There is nothing else quite like The Man In The Gray Flannel Suit in modern fiction, as far as I know. But literature is full of Tom Raths, loners who cannot quite settle down in the society available to them. They cultivate a bland exterior to conceal the vertigo within. They are at their noblest in the novels of Joseph Conrad, at their seediest in the novels of Graham Greene. Reflecting on this last point provokes me to think that perhaps there are two basic types of people in the universe of books: The restless people who want a quieter life, and the quiet people who want a more restless life. The restless people who want a quieter life are the heroes and anti-heroes of classic fiction; the quiet people who want a more restless life are we, the readers.

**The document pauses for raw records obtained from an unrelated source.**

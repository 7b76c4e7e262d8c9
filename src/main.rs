use anyhow::Result;
use clap::Parser;
use taste_engine::api::create_router;
use taste_engine::{init_tracing, AppState, Config};
use tracing::info;

#[derive(Parser, Debug)]
#[command(author, version, about = "Personalization vector engine HTTP server", long_about = None)]
struct Args {
    #[arg(short, long, default_value = "config/default.toml")]
    config: String,

    #[arg(short, long, default_value = "info")]
    log_level: String,
}

fn main() -> Result<()> {
    let args = Args::parse();
    std::env::set_var("RUST_LOG", &args.log_level);

    let config = Config::from_file(&args.config)?;
    let runtime = tokio::runtime::Builder::new_multi_thread()
        .worker_threads(config.server.workers.max(1))
        .enable_all()
        .build()?;

    runtime.block_on(serve(config))
}

async fn serve(config: Config) -> Result<()> {
    init_tracing().await;
    info!("Starting taste engine server with config: {:?}", config.server);

    let addr = config.server.socket_addr()?;
    let state = AppState::new(config).await?;
    let app = create_router(state);

    let listener = tokio::net::TcpListener::bind(addr).await?;
    info!("Server listening on {}", addr);

    axum::serve(listener, app).await?;

    Ok(())
}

The Every, by David Eggers (2021) In much the same way that Upton Sinclair's The Jungle (1905) sought to expose the horrors of America's early-20C meatpacking industry, so The Every seeks to expose the horrors of America's early-21C googling industry. The optics, obviously, are very different. The Every plays out on a corporate campus of nerds controlled by an elusive trio of amoral geniuses. No visible harm is being done to people or animals. Everybody on campus seems to be happy and well paid. There is a whiff of sulphur around the amoral geniuses, but nothing which calls their genius into question. The Every might even be called an office novel, although the campus is more like a theme-park than it is like a cubicle farm, and The Every is more like a cult than a corporation. The drama in office novels tends to derive from contradictions between the ways that people present themselves inside the office and the lives that they live outside the office. Then We Came To The End (2008), by Joshua Ferris, is a classic of the genre; so, too, in a more demanding way, is The Pale King (2011), by David Foster Wallace. The Every is no exception, save that the stakes are a touch higher than they might be in an office where the main action is a covert flirtation or a squabble over whose milk it is in the fridge. We see The Every through the eyes of Delaney Wells, a dissident low-tech idealist who has joined the company to destroy it from within. Who in the chirping cohorts around her might be a latent rebel willing to join her cause? Who might be a covert agent of corporate management, willing in extremis to eliminate her? The Every, like all of Eggers's novels (I think particularly of Hologram For A King), is clever, and understated, and charming to read. I wonder if, from Eggers's own point of view, it might even be too charming. I doubt that anybody ever said, after reading The Jungle: "I want to work in a Chicago stockyard". But after reading The Every I felt quite envious of the happy workers on its campus. It is not easy to resist a world in which the good things in life are all close to hand, while the bad things that you might just possibly be doing to others are, at most, a distant quasi-philosophical abstraction.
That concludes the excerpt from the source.